GOOGL – The giant of deep learning. #1 GOOGL likely has 40% of the top minds in deep learning, with hundreds of younger researchers working under them. They are attracted to an organization that has been working on AI from its inception and that offers the world’s most powerful computing infrastructure, an ocean of data both broad and deep, reach to more than a billion consumers, and a commitment by senior management to use deep learning to address inspiring problems. GOOGL leads in all four vectors of development, with major work long underway in natural language processing, image recognition, predictive search, autonomous machines, medical research, deep learning platforms as a service, and many other projects.
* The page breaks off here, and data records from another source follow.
//! Storage layer for jsondb
//!
//! This crate owns everything that talks SQL:
//! - ConnectionPool: fixed-size pool of configured SQLite connections
//! - DatabaseKind: backend classification, DDL and regex dialect
//! - Schema: creation and removal of the `documents` table
//! - Rows: subtree scans, existence checks, deletes and the regex property lookup
//! - BatchWriter: threshold-batched inserts fed by the flattener
//!
//! All row functions take a plain `&rusqlite::Connection`, so they run the
//! same inside or outside a transaction.

#![warn(missing_docs)]
#![warn(clippy::all)]

pub mod batch;
pub mod dialect;
pub mod pool;
pub mod rows;
pub mod schema;

pub use batch::{BatchSummary, BatchWriter, DEFAULT_BATCH_THRESHOLD};
pub use dialect::{DatabaseKind, RegexDialect};
pub use pool::{ConnectionPool, PoolOptions, PooledConnection, MEMORY_PATH};
pub use schema::TABLE;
The next 4, in order. #2 MSFT has long standing investments in deep learning – Cortana, Kinect, HoloLens, and other cutting edge product areas. It has a sizeable team able to leverage a strong computing infrastructure and an excellent base of data. #3 FB has been very aggressive, hiring experts of its own, even poaching talent from GOOGL. It has the platform and the data to support a major AI push, and has made deep learning “bots” the cornerstone of its strategy for monetizing messaging. #4 IBM is vocal about its Watson deep learning initiative and has AI pioneer Yoshua Bengio leading the effort. Its focus is necessarily more industrial, lacking the consumer data of its rivals. #5 AMZN is characteristically secretive about its research, but its recommendation engines, Alexa and drone program suggest significant investment. Obviously it has the necessary data and computing platform.
AAPL – At risk? AAPL is playing catch up in AI, acquiring talent in deals for Siri, Perceptio, VocalIQ, and Emotient, and posting dozens of deep learning job openings. Its extreme secrecy, reluctance to capture user data, and focus on local device computing rather than cloud-based data centers are all significant impediments to progress, and its results to date with learning driven initiatives – e.g. Siri, maps, music recommendations, etc. – have been disappointing. We believe AI systems have the potential to subvert AAPL’s app-based interface model, to lessen the importance of the smartphone itself, and to erode the substantial switching barriers around the AAPL ecosystem.
The others. BIDU poached GOOGL’s Andrew Ng to lead its deep learning efforts, and is considered ahead of Chinese rivals BABA and Tencent. All three benefit from an aggressive government initiative to develop deep learning talent in the Chinese university system. Meanwhile, a raft of deep learning startups have launched, typically with a sharp vertical or functional focus that minimizes the disadvantages of their scale. Many of these small companies have been acquired in recent months, for their talent as much as their products.